Lo stress non giustifica l'atto sconveniente dell’avvocato

La forma scritta dell'atto in cui vengono mosse insinuazioni sul magistrato garantisce sempre la possibilità di verificare e rileggere il contenuto (respinta la tesi difensiva di una avvocatessa a cui era stato contestata la violazione degli articoli 52 e 53 del codice deontologico forense, in quanto in un atto di opposizione all'archiviazione aveva mosso affermazioni sconvenienti nei confronti del magistrato; la ricorrente, diventata da poco mamma, sosteneva che la carenza di sonno l'aveva portata a redigere l'atto di opposizione ad archiviazione in sostanziale assenza di coscienza e volontà).

(Cassazione Civile, Sezioni Unite, 14 dicembre 2022, n. 36660)

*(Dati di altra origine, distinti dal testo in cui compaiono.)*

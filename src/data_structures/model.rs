//! Meshes and materials.
//!
//! One vertex layout serves every mesh in the crate: position, texture
//! coordinates and normal. Geometry starts life as a [`MeshData`] value of
//! flat numeric arrays, validated at construction, and is uploaded once into
//! a GPU-resident [`Mesh`]. Colour-only and textured surfaces are the two
//! [`Material`] variants; texture presence gates colour use in the shader.

use anyhow::{bail, Result};
use wgpu::util::DeviceExt;

use crate::data_structures::texture::Texture;

pub trait Vertex {
    fn desc() -> wgpu::VertexBufferLayout<'static>;
}

#[repr(C)]
#[derive(Copy, Clone, Debug, bytemuck::Pod, bytemuck::Zeroable)]
pub struct ModelVertex {
    pub position: [f32; 3],
    pub tex_coords: [f32; 2],
    pub normal: [f32; 3],
}

impl Vertex for ModelVertex {
    fn desc() -> wgpu::VertexBufferLayout<'static> {
        use std::mem;
        wgpu::VertexBufferLayout {
            array_stride: mem::size_of::<ModelVertex>() as wgpu::BufferAddress,
            step_mode: wgpu::VertexStepMode::Vertex,
            attributes: &[
                wgpu::VertexAttribute {
                    offset: 0,
                    shader_location: 0,
                    format: wgpu::VertexFormat::Float32x3,
                },
                wgpu::VertexAttribute {
                    offset: mem::size_of::<[f32; 3]>() as wgpu::BufferAddress,
                    shader_location: 1,
                    format: wgpu::VertexFormat::Float32x2,
                },
                wgpu::VertexAttribute {
                    offset: mem::size_of::<[f32; 5]>() as wgpu::BufferAddress,
                    shader_location: 2,
                    format: wgpu::VertexFormat::Float32x3,
                },
            ],
        }
    }
}

/// CPU-side geometry as flat arrays, the way loaders and tessellators
/// produce it.
///
/// Invariants checked at construction: every index is below the vertex
/// count, and the attribute arrays are rectangular
/// (`positions.len()/3 == normals.len()/3 == tex_coords.len()/2`).
#[derive(Clone, Debug)]
pub struct MeshData {
    pub positions: Vec<f32>,
    pub tex_coords: Vec<f32>,
    pub normals: Vec<f32>,
    pub indices: Vec<u32>,
}

impl MeshData {
    pub fn new(
        positions: Vec<f32>,
        tex_coords: Vec<f32>,
        normals: Vec<f32>,
        indices: Vec<u32>,
    ) -> Result<Self> {
        let data = Self {
            positions,
            tex_coords,
            normals,
            indices,
        };
        data.validate()?;
        Ok(data)
    }

    pub fn vertex_count(&self) -> usize {
        self.positions.len() / 3
    }

    fn validate(&self) -> Result<()> {
        if self.positions.len() % 3 != 0 {
            bail!(
                "position array length {} is not a multiple of 3",
                self.positions.len()
            );
        }
        let vertex_count = self.vertex_count();
        if self.normals.len() / 3 != vertex_count || self.normals.len() % 3 != 0 {
            bail!(
                "normal array holds {} floats, expected {} for {} vertices",
                self.normals.len(),
                vertex_count * 3,
                vertex_count
            );
        }
        if self.tex_coords.len() / 2 != vertex_count || self.tex_coords.len() % 2 != 0 {
            bail!(
                "tex coord array holds {} floats, expected {} for {} vertices",
                self.tex_coords.len(),
                vertex_count * 2,
                vertex_count
            );
        }
        if let Some(&bad) = self.indices.iter().find(|&&i| i as usize >= vertex_count) {
            bail!("index {} out of bounds for {} vertices", bad, vertex_count);
        }
        Ok(())
    }

    /// Interleave the flat arrays into the GPU vertex layout.
    pub fn vertices(&self) -> Vec<ModelVertex> {
        (0..self.vertex_count())
            .map(|i| ModelVertex {
                position: [
                    self.positions[i * 3],
                    self.positions[i * 3 + 1],
                    self.positions[i * 3 + 2],
                ],
                tex_coords: [self.tex_coords[i * 2], self.tex_coords[i * 2 + 1]],
                normal: [
                    self.normals[i * 3],
                    self.normals[i * 3 + 1],
                    self.normals[i * 3 + 2],
                ],
            })
            .collect()
    }
}

/// A GPU-resident mesh: vertex and index buffer, uploaded once.
///
/// Buffers are released when the `Mesh` is dropped; sharing between scene
/// items goes through `Arc<Mesh>`.
#[derive(Debug)]
pub struct Mesh {
    pub name: String,
    pub vertex_buffer: wgpu::Buffer,
    pub index_buffer: wgpu::Buffer,
    pub num_elements: u32,
}

impl Mesh {
    pub fn new(device: &wgpu::Device, data: &MeshData, name: &str) -> Self {
        let vertices = data.vertices();
        let vertex_buffer = device.create_buffer_init(&wgpu::util::BufferInitDescriptor {
            label: Some(&format!("{:?} Vertex Buffer", name)),
            contents: bytemuck::cast_slice(&vertices),
            usage: wgpu::BufferUsages::VERTEX,
        });
        let index_buffer = device.create_buffer_init(&wgpu::util::BufferInitDescriptor {
            label: Some(&format!("{:?} Index Buffer", name)),
            contents: bytemuck::cast_slice(&data.indices),
            usage: wgpu::BufferUsages::INDEX,
        });
        Self {
            name: name.to_string(),
            vertex_buffer,
            index_buffer,
            num_elements: data.indices.len() as u32,
        }
    }
}

/// Material data as laid out in the scene shader.
///
/// `params` packs reflectance (x) and the textured flag (y); the remaining
/// lanes pad the struct to 16-byte alignment.
#[repr(C)]
#[derive(Debug, Copy, Clone, bytemuck::Pod, bytemuck::Zeroable)]
pub struct MaterialUniform {
    pub color: [f32; 4],
    pub params: [f32; 4],
}

/// A surface description: either a constant colour or a diffuse texture,
/// both with a specular reflectance. Owns its bind group.
#[derive(Debug)]
pub struct Material {
    pub name: String,
    pub uniform: MaterialUniform,
    pub bind_group: wgpu::BindGroup,
    // Kept alive for the views referenced by the bind group.
    #[allow(unused)]
    texture: Texture,
}

impl Material {
    /// A constant-colour material. Uses a 1x1 white texture so the bind
    /// group layout stays the same as for textured surfaces.
    pub fn colored(
        device: &wgpu::Device,
        queue: &wgpu::Queue,
        name: &str,
        color: [f32; 4],
        reflectance: f32,
        layout: &wgpu::BindGroupLayout,
    ) -> Self {
        let texture = Texture::create_solid(device, queue, [255, 255, 255, 255], name);
        Self::build(device, name, color, reflectance, 0.0, texture, layout)
    }

    /// A textured material. The colour uniform is ignored by the shader when
    /// a texture is present.
    pub fn textured(
        device: &wgpu::Device,
        name: &str,
        texture: Texture,
        reflectance: f32,
        layout: &wgpu::BindGroupLayout,
    ) -> Self {
        Self::build(
            device,
            name,
            [1.0, 1.0, 1.0, 1.0],
            reflectance,
            1.0,
            texture,
            layout,
        )
    }

    fn build(
        device: &wgpu::Device,
        name: &str,
        color: [f32; 4],
        reflectance: f32,
        textured: f32,
        texture: Texture,
        layout: &wgpu::BindGroupLayout,
    ) -> Self {
        let uniform = MaterialUniform {
            color,
            params: [reflectance, textured, 0.0, 0.0],
        };
        let buffer = device.create_buffer_init(&wgpu::util::BufferInitDescriptor {
            label: Some(&format!("{:?} Material Buffer", name)),
            contents: bytemuck::cast_slice(&[uniform]),
            usage: wgpu::BufferUsages::UNIFORM,
        });
        let bind_group = device.create_bind_group(&wgpu::BindGroupDescriptor {
            layout,
            entries: &[
                wgpu::BindGroupEntry {
                    binding: 0,
                    resource: wgpu::BindingResource::TextureView(&texture.view),
                },
                wgpu::BindGroupEntry {
                    binding: 1,
                    resource: buffer.as_entire_binding(),
                },
            ],
            label: Some(&format!("{:?} material_bind_group", name)),
        });
        Self {
            name: name.to_string(),
            uniform,
            bind_group,
            texture,
        }
    }
}

#[cfg(test)]
mod tests {
    use super::*;

    fn quad_arrays() -> (Vec<f32>, Vec<f32>, Vec<f32>, Vec<u32>) {
        (
            vec![
                -0.5, 0.5, 0.0, //
                -0.5, -0.5, 0.0, //
                0.5, -0.5, 0.0, //
                0.5, 0.5, 0.0,
            ],
            vec![0.0, 0.0, 0.0, 1.0, 1.0, 1.0, 1.0, 0.0],
            vec![
                0.0, 0.0, 1.0, //
                0.0, 0.0, 1.0, //
                0.0, 0.0, 1.0, //
                0.0, 0.0, 1.0,
            ],
            vec![0, 1, 3, 3, 1, 2],
        )
    }

    #[test]
    fn valid_quad_passes_validation() {
        let (p, t, n, i) = quad_arrays();
        let data = MeshData::new(p, t, n, i).unwrap();
        assert_eq!(data.vertex_count(), 4);
        assert_eq!(data.vertices().len(), 4);
    }

    #[test]
    fn out_of_bounds_index_is_rejected() {
        let (p, t, n, mut i) = quad_arrays();
        i.push(4);
        assert!(MeshData::new(p, t, n, i).is_err());
    }

    #[test]
    fn ragged_attribute_arrays_are_rejected() {
        let (p, t, mut n, i) = quad_arrays();
        n.truncate(9);
        assert!(MeshData::new(p, t, n, i).is_err());

        let (p, mut t, n, i) = quad_arrays();
        t.push(0.5);
        assert!(MeshData::new(p, t, n, i).is_err());
    }

    #[test]
    fn interleaving_preserves_attribute_order() {
        let (p, t, n, i) = quad_arrays();
        let data = MeshData::new(p, t, n, i).unwrap();
        let vertices = data.vertices();
        assert_eq!(vertices[2].position, [0.5, -0.5, 0.0]);
        assert_eq!(vertices[2].tex_coords, [1.0, 1.0]);
        assert_eq!(vertices[2].normal, [0.0, 0.0, 1.0]);
    }
}
//! Application event loop.
//!
//! A scene is provided through a [`SceneFlow`] implementation built by an
//! async constructor, so meshes and textures can be loaded before the first
//! frame. The loop owns camera, HUD and renderer; the flow owns the scene
//! and its per-frame logic.
//!
//! Each frame: distribute input, advance the camera and the flow by the
//! elapsed time, render, and (with vsync off) sleep the remainder of the
//! frame budget.

use std::{pin::Pin, sync::Arc};

use instant::{Duration, Instant};
use winit::{
    application::ApplicationHandler,
    event::{DeviceEvent, DeviceId, ElementState, KeyEvent, MouseButton, WindowEvent},
    event_loop::{ActiveEventLoop, EventLoop},
    keyboard::{KeyCode, PhysicalKey},
    window::Window,
};

use crate::{
    camera::{Camera, CameraController},
    context::{Context, InitContext},
    hud::Hud,
    renderer::{Renderer, SceneLayouts},
    scene::Scene,
    settings::{RenderSettings, WindowConfig},
};

/// Frame cap used when vsync is off.
pub const TARGET_FPS: u32 = 75;

const CAMERA_SPEED: f32 = 3.0;
const MOUSE_SENSITIVITY: f32 = 0.2;

/// A running scene: owns the [`Scene`] and reacts to time and input.
pub trait SceneFlow {
    /// Called once before the first frame; place the camera, set the clear
    /// colour.
    fn on_init(&mut self, _ctx: &mut Context, _camera: &mut Camera) {}

    /// Advance scene state by the elapsed frame time.
    fn on_update(&mut self, ctx: &Context, dt: Duration);

    /// Keys not consumed by the camera or the settings shortcuts.
    fn on_key(&mut self, _ctx: &Context, _key: KeyCode, _pressed: bool) {}

    /// The scene to draw this frame.
    fn scene(&self) -> &Scene;
}

/// Async factory for the initial [`SceneFlow`], run once on startup with
/// access to device, queue and the bind group layouts scenes build their
/// materials and skybox against.
pub type FlowConstructor = Box<
    dyn FnOnce(
        InitContext,
        SceneLayouts,
    ) -> Pin<Box<dyn Future<Output = anyhow::Result<Box<dyn SceneFlow>>>>>,
>;

struct AppState {
    ctx: Context,
    renderer: Renderer,
    camera: Camera,
    controller: CameraController,
    hud: Hud,
    flow: Box<dyn SceneFlow>,
    cursor: (f32, f32),
}

pub struct App {
    async_runtime: tokio::runtime::Runtime,
    window_config: WindowConfig,
    settings: RenderSettings,
    constructor: Option<FlowConstructor>,
    state: Option<AppState>,
    last_time: Instant,
}

impl App {
    fn new(
        window_config: WindowConfig,
        settings: RenderSettings,
        constructor: FlowConstructor,
    ) -> anyhow::Result<Self> {
        let async_runtime = tokio::runtime::Runtime::new()?;
        Ok(Self {
            async_runtime,
            window_config,
            settings,
            constructor: Some(constructor),
            state: None,
            last_time: Instant::now(),
        })
    }

    fn redraw(&mut self, event_loop: &ActiveEventLoop) {
        let Some(state) = &mut self.state else {
            return;
        };
        let frame_start = Instant::now();
        let dt = self.last_time.elapsed();
        self.last_time = frame_start;

        state
            .controller
            .update_camera(&mut state.camera, dt);
        state.flow.on_update(&state.ctx, dt);

        match state.renderer.render(
            &state.ctx,
            state.flow.scene(),
            &state.camera,
            Some(&state.hud),
        ) {
            Ok(()) => {}
            Err(wgpu::SurfaceError::Lost | wgpu::SurfaceError::Outdated) => {
                let size = state.ctx.window.inner_size();
                state.ctx.resize(size.width, size.height);
            }
            Err(wgpu::SurfaceError::OutOfMemory) => {
                log::error!("out of GPU memory, exiting");
                event_loop.exit();
                return;
            }
            Err(e) => log::error!("unable to render: {}", e),
        }

        if !self.window_config.vsync {
            sync_frame(frame_start);
        }
        state.ctx.window.request_redraw();
    }

    fn handle_key(&mut self, event_loop: &ActiveEventLoop, event: &KeyEvent) {
        let Some(state) = &mut self.state else {
            return;
        };
        let PhysicalKey::Code(code) = event.physical_key else {
            return;
        };
        let pressed = event.state.is_pressed();

        if code == KeyCode::Escape && pressed {
            event_loop.exit();
            return;
        }
        if state.controller.process_keyboard(code, pressed) {
            return;
        }
        if pressed && !event.repeat {
            let settings = &mut state.ctx.settings;
            match code {
                KeyCode::KeyH => {
                    settings.toggle_hud();
                    return;
                }
                KeyCode::KeyF => {
                    settings.toggle_fog();
                    return;
                }
                KeyCode::Digit8 => {
                    settings.toggle_msaa();
                    return;
                }
                KeyCode::Digit9 => {
                    settings.toggle_mag_linear();
                    return;
                }
                KeyCode::Digit0 => {
                    settings.toggle_min_trilinear();
                    return;
                }
                KeyCode::Digit1 => {
                    settings.set_lod_bias(-5);
                    return;
                }
                KeyCode::Digit2 => {
                    settings.set_lod_bias(0);
                    return;
                }
                KeyCode::Digit3 => {
                    settings.set_lod_bias(2);
                    return;
                }
                _ => {}
            }
        }
        state.flow.on_key(&state.ctx, code, pressed);
    }
}

impl ApplicationHandler for App {
    fn resumed(&mut self, event_loop: &ActiveEventLoop) {
        let constructor = match self.constructor.take() {
            Some(constructor) => constructor,
            // resumed fires again when the window regains focus on some
            // platforms; the flow is already built then.
            None => return,
        };

        let attributes = Window::default_attributes()
            .with_title(self.window_config.title.clone())
            .with_inner_size(winit::dpi::LogicalSize::new(
                self.window_config.width,
                self.window_config.height,
            ));
        let window = match event_loop.create_window(attributes) {
            Ok(window) => Arc::new(window),
            Err(e) => {
                log::error!("cannot create the window: {}", e);
                event_loop.exit();
                return;
            }
        };

        let window_config = self.window_config.clone();
        let settings = self.settings;
        let init = self.async_runtime.block_on(async move {
            let mut ctx = Context::new(window, &window_config, settings).await?;
            let renderer = Renderer::new(&ctx);
            let mut flow = constructor(InitContext::from(&ctx), renderer.layouts()).await?;
            let mut camera = Camera::new();
            flow.on_init(&mut ctx, &mut camera);
            anyhow::Ok((ctx, renderer, camera, flow))
        });
        let (ctx, renderer, camera, flow) = match init {
            Ok(init) => init,
            Err(e) => {
                log::error!("app initialization failed: {:#}", e);
                event_loop.exit();
                return;
            }
        };

        let size = ctx.window.inner_size();
        self.state = Some(AppState {
            hud: Hud::new(size.width, size.height),
            controller: CameraController::new(CAMERA_SPEED, MOUSE_SENSITIVITY),
            ctx,
            renderer,
            camera,
            flow,
            cursor: (0.0, 0.0),
        });
        self.last_time = Instant::now();
        if let Some(state) = &self.state {
            state.ctx.window.request_redraw();
        }
    }

    fn device_event(
        &mut self,
        _event_loop: &ActiveEventLoop,
        _device_id: DeviceId,
        event: DeviceEvent,
    ) {
        let Some(state) = &mut self.state else {
            return;
        };
        if let DeviceEvent::MouseMotion { delta: (dx, dy) } = event {
            state.controller.process_mouse(dx, dy);
        }
    }

    fn window_event(
        &mut self,
        event_loop: &ActiveEventLoop,
        _window_id: winit::window::WindowId,
        event: WindowEvent,
    ) {
        match event {
            WindowEvent::CloseRequested => event_loop.exit(),
            WindowEvent::Resized(size) => {
                if let Some(state) = &mut self.state {
                    state.ctx.resize(size.width, size.height);
                    state.hud.resize(size.width, size.height);
                }
            }
            WindowEvent::KeyboardInput { event, .. } => self.handle_key(event_loop, &event),
            WindowEvent::CursorMoved { position, .. } => {
                if let Some(state) = &mut self.state {
                    state.cursor = (position.x as f32, position.y as f32);
                    state.hud.set_cursor(state.cursor.0, state.cursor.1);
                }
            }
            WindowEvent::MouseInput { state: button_state, button, .. } => {
                if let Some(state) = &mut self.state {
                    if button == MouseButton::Left {
                        let pressed = button_state == ElementState::Pressed;
                        let consumed = pressed
                            && state.ctx.settings.hud
                            && state.hud.handle_click(
                                state.cursor.0,
                                state.cursor.1,
                                &mut state.ctx.settings,
                            );
                        // A click on the HUD must not start a camera drag.
                        state.controller.set_left_button(pressed && !consumed);
                    }
                }
            }
            WindowEvent::RedrawRequested => self.redraw(event_loop),
            _ => {}
        }
    }
}

/// Busy-wait the rest of the frame budget in millisecond naps.
fn sync_frame(frame_start: Instant) {
    let budget = Duration::from_secs(1) / TARGET_FPS;
    while frame_start.elapsed() < budget {
        std::thread::yield_now();
        std::thread::sleep(Duration::from_millis(1));
    }
}

/// Build the window and event loop and run the scene until exit.
pub fn run(
    window_config: WindowConfig,
    settings: RenderSettings,
    constructor: FlowConstructor,
) -> anyhow::Result<()> {
    if let Err(e) = env_logger::try_init() {
        println!("Warning: could not initialize logger: {}", e);
    }

    let event_loop = EventLoop::new()?;
    let mut app = App::new(window_config, settings, constructor)?;
    event_loop.run_app(&mut app)?;
    Ok(())
}
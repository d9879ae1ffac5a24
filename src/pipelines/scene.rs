//! The lit scene pass: Phong-style shading, one point light, one
//! directional light, exponential fog.

use crate::data_structures::model::{ModelVertex, Vertex};
use crate::pipelines::mk_render_pipeline;

/// Per-item instance data: the precomputed model-view matrix. Every item is
/// drawn as a one-instance slice of a shared instance buffer.
#[repr(C)]
#[derive(Debug, Copy, Clone, bytemuck::Pod, bytemuck::Zeroable)]
pub struct ItemInstance {
    pub model_view: [[f32; 4]; 4],
}

impl ItemInstance {
    pub fn desc() -> wgpu::VertexBufferLayout<'static> {
        use std::mem;
        wgpu::VertexBufferLayout {
            array_stride: mem::size_of::<ItemInstance>() as wgpu::BufferAddress,
            step_mode: wgpu::VertexStepMode::Instance,
            attributes: &[
                wgpu::VertexAttribute {
                    offset: 0,
                    shader_location: 5,
                    format: wgpu::VertexFormat::Float32x4,
                },
                wgpu::VertexAttribute {
                    offset: mem::size_of::<[f32; 4]>() as wgpu::BufferAddress,
                    shader_location: 6,
                    format: wgpu::VertexFormat::Float32x4,
                },
                wgpu::VertexAttribute {
                    offset: mem::size_of::<[f32; 8]>() as wgpu::BufferAddress,
                    shader_location: 7,
                    format: wgpu::VertexFormat::Float32x4,
                },
                wgpu::VertexAttribute {
                    offset: mem::size_of::<[f32; 12]>() as wgpu::BufferAddress,
                    shader_location: 8,
                    format: wgpu::VertexFormat::Float32x4,
                },
            ],
        }
    }
}

fn uniform_entry(binding: u32, visibility: wgpu::ShaderStages) -> wgpu::BindGroupLayoutEntry {
    wgpu::BindGroupLayoutEntry {
        binding,
        visibility,
        ty: wgpu::BindingType::Buffer {
            ty: wgpu::BufferBindingType::Uniform,
            has_dynamic_offset: false,
            min_binding_size: None,
        },
        count: None,
    }
}

/// Group 0: camera, lights, fog and sampling uniforms plus the filterable
/// scene sampler. Written once per frame; rebuilt only when the sampler
/// settings change.
pub fn mk_frame_layout(device: &wgpu::Device) -> wgpu::BindGroupLayout {
    device.create_bind_group_layout(&wgpu::BindGroupLayoutDescriptor {
        entries: &[
            uniform_entry(0, wgpu::ShaderStages::VERTEX | wgpu::ShaderStages::FRAGMENT),
            uniform_entry(1, wgpu::ShaderStages::FRAGMENT),
            uniform_entry(2, wgpu::ShaderStages::FRAGMENT),
            wgpu::BindGroupLayoutEntry {
                binding: 3,
                visibility: wgpu::ShaderStages::FRAGMENT,
                ty: wgpu::BindingType::Sampler(wgpu::SamplerBindingType::Filtering),
                count: None,
            },
            uniform_entry(4, wgpu::ShaderStages::FRAGMENT),
        ],
        label: Some("frame_bind_group_layout"),
    })
}

/// Group 1: the per-material diffuse texture and material uniform.
pub fn mk_material_layout(device: &wgpu::Device) -> wgpu::BindGroupLayout {
    device.create_bind_group_layout(&wgpu::BindGroupLayoutDescriptor {
        entries: &[
            wgpu::BindGroupLayoutEntry {
                binding: 0,
                visibility: wgpu::ShaderStages::FRAGMENT,
                ty: wgpu::BindingType::Texture {
                    multisampled: false,
                    view_dimension: wgpu::TextureViewDimension::D2,
                    sample_type: wgpu::TextureSampleType::Float { filterable: true },
                },
                count: None,
            },
            uniform_entry(1, wgpu::ShaderStages::FRAGMENT),
        ],
        label: Some("material_bind_group_layout"),
    })
}

pub fn mk_scene_pipeline(
    device: &wgpu::Device,
    config: &wgpu::SurfaceConfiguration,
    frame_layout: &wgpu::BindGroupLayout,
    material_layout: &wgpu::BindGroupLayout,
) -> wgpu::RenderPipeline {
    let layout = device.create_pipeline_layout(&wgpu::PipelineLayoutDescriptor {
        label: Some("Scene Pipeline Layout"),
        bind_group_layouts: &[frame_layout, material_layout],
        push_constant_ranges: &[],
    });

    let shader = wgpu::ShaderModuleDescriptor {
        label: Some("Scene Shader"),
        source: wgpu::ShaderSource::Wgsl(include_str!("scene_shader.wgsl").into()),
    };

    mk_render_pipeline(
        device,
        "Scene Pipeline",
        &layout,
        config.format,
        Some(wgpu::BlendState {
            alpha: wgpu::BlendComponent::REPLACE,
            color: wgpu::BlendComponent::REPLACE,
        }),
        Some(wgpu::Face::Back),
        true,
        wgpu::CompareFunction::Less,
        &[ModelVertex::desc(), ItemInstance::desc()],
        shader,
    )
}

L'avvocato "negligente" non risarcisce il cliente per la perdita del condono futuro

La responsabilità dell'avvocato non può affermarsi per il solo scorretto adempimento dell'attività professionale, ma occorre verificare se l'evento produttivo del pregiudizio lamentato sia riconducibile a tale condotta, se il danno vi sia effettivamente stato e, infine, se il compimento di ciò che era dovuto da parte del legale, alla stregua dei comportamenti probabilistici, avrebbe portato al riconoscimento delle proprie ragioni (esclusa, nella specie, la responsabilità dell'avvocato che aveva fatto passare in giudicato la sentenza e aveva vanificato la possibilità di accedere al condono fiscale voluto dai clienti).

(Cassazione Civile, 25 novembre 2022, n. 34787)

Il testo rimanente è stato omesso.